## What is needed
Below are the records; copy out every line that holds the word "anything".

Data items:
* * *
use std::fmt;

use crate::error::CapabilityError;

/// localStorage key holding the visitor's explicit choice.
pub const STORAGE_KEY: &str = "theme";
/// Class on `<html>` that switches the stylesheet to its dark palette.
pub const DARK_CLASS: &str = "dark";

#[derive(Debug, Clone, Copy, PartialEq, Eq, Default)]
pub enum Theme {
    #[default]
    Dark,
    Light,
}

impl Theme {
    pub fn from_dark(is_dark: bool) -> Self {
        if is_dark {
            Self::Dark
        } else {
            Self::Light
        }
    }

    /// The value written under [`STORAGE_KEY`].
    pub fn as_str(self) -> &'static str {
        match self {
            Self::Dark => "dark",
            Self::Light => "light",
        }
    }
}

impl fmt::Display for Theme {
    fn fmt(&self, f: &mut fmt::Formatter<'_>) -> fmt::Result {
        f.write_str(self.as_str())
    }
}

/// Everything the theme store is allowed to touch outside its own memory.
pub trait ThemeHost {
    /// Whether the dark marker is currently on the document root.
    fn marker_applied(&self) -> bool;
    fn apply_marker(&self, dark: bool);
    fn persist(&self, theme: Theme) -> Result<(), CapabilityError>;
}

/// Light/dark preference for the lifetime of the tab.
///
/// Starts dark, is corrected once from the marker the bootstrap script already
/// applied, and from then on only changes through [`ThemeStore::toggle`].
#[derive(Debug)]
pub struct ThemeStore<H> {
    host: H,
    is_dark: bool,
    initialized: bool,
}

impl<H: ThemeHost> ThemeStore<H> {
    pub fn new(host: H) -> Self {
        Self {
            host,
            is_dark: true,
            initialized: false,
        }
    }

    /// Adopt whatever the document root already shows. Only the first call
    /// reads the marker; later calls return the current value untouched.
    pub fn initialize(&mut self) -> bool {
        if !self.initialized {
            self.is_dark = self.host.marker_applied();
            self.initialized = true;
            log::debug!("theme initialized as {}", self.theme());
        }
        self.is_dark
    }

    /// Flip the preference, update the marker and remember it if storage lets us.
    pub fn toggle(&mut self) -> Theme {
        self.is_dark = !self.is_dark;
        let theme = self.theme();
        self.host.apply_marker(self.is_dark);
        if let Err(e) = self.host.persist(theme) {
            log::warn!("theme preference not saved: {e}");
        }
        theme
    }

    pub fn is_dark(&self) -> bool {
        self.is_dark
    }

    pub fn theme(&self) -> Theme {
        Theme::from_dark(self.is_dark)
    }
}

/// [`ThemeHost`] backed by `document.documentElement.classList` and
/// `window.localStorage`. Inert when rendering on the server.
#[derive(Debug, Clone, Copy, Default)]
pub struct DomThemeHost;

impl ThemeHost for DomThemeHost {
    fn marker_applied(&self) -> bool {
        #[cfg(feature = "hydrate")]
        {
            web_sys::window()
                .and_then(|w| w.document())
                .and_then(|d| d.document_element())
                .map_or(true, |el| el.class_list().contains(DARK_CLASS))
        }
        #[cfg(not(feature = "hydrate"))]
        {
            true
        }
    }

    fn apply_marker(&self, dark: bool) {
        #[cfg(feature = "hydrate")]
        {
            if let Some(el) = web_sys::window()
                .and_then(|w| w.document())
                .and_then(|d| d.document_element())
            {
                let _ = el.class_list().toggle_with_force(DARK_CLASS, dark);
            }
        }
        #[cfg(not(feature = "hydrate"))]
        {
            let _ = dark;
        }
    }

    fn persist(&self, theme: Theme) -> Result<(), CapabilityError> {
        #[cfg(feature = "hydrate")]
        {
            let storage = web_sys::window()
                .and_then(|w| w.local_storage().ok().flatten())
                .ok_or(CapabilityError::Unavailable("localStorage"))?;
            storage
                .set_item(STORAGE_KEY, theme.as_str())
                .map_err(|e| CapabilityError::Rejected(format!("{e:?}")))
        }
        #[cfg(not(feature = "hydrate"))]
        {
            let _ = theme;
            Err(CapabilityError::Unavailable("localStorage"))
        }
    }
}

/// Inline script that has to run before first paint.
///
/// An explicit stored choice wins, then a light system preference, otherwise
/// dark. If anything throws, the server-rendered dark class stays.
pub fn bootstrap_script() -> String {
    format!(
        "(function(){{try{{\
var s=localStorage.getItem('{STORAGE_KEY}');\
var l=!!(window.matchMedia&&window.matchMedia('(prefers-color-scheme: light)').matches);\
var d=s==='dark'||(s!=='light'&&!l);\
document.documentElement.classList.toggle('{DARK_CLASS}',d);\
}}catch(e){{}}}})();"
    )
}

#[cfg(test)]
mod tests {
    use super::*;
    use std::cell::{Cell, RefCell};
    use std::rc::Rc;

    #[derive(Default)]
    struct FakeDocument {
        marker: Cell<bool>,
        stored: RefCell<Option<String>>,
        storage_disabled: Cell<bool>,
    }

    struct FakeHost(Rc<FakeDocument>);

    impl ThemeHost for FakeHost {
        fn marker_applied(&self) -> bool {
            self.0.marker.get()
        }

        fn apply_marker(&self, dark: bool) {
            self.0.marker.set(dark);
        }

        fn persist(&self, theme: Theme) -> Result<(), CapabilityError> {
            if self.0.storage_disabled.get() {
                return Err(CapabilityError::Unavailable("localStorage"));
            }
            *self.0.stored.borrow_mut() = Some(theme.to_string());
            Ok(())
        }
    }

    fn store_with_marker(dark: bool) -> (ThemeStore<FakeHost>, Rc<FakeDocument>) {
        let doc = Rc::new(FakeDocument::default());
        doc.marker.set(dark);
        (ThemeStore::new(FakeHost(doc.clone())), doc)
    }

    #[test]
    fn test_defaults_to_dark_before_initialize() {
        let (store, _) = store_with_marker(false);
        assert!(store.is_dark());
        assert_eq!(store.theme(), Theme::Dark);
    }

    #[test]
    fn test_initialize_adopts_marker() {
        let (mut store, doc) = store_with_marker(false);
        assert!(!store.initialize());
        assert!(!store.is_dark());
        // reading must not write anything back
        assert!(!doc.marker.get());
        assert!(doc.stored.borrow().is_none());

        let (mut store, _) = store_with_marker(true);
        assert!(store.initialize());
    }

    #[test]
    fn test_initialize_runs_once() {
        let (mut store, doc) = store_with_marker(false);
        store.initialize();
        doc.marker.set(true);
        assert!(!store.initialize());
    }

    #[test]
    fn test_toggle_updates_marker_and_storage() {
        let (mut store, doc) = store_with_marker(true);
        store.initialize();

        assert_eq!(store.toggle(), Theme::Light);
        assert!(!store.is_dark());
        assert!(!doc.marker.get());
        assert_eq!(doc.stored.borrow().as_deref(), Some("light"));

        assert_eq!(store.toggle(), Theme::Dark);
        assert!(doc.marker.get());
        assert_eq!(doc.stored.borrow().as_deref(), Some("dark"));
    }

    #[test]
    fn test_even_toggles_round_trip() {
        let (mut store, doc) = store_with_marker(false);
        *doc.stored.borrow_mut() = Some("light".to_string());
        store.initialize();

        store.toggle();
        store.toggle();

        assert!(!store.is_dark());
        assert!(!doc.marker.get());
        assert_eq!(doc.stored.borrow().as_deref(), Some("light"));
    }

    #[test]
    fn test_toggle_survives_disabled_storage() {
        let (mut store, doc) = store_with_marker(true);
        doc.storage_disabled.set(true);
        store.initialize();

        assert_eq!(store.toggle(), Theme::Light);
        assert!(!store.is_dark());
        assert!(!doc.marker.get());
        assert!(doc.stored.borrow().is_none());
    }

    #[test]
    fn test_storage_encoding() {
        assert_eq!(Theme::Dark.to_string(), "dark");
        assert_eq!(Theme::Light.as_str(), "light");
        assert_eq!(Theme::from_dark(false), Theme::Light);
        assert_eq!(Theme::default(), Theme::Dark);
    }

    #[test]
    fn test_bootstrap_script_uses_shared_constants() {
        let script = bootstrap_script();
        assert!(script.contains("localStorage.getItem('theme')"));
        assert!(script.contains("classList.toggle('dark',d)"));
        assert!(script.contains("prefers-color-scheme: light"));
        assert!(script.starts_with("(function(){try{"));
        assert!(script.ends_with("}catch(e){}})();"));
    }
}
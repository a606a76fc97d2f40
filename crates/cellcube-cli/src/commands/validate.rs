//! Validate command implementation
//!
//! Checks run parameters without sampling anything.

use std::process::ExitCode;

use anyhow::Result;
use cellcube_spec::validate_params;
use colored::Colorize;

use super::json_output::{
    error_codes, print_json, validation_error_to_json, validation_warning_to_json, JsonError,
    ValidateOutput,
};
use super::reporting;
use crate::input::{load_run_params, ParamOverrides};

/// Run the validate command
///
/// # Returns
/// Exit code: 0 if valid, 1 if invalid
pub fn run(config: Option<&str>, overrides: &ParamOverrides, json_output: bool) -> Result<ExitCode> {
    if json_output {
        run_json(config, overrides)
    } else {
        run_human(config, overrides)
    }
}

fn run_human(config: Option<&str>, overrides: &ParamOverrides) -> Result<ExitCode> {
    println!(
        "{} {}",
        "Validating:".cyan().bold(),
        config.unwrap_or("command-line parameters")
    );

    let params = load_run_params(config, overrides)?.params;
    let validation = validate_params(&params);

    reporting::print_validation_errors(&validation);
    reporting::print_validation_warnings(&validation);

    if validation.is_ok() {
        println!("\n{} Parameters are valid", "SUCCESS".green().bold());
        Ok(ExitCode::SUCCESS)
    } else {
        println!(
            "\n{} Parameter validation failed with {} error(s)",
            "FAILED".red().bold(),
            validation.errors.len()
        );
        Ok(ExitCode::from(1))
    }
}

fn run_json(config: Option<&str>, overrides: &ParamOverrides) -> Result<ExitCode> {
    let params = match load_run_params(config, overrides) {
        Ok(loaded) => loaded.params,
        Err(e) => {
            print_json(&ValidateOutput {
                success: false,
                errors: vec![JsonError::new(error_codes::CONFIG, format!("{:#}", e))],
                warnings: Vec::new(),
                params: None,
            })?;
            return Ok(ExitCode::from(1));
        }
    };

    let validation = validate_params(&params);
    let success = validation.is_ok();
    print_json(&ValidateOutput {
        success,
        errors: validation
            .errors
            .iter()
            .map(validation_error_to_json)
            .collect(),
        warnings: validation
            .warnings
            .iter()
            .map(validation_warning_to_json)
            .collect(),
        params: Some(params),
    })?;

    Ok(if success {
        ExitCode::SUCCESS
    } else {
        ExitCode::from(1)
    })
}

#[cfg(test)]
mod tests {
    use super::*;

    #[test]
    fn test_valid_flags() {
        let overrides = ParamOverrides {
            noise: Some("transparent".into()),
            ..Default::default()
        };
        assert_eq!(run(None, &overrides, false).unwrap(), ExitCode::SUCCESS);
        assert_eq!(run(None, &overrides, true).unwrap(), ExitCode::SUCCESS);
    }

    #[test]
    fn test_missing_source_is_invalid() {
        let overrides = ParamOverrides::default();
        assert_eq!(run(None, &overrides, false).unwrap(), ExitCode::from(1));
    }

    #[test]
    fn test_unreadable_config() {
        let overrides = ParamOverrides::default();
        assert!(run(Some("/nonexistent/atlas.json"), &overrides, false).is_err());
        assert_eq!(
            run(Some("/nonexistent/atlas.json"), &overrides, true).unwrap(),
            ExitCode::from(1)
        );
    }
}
* * *
## Written response
/// dark. If anything throws, the server-rendered dark class stays.
        // reading must not write anything back
//! Checks run parameters without sampling anything.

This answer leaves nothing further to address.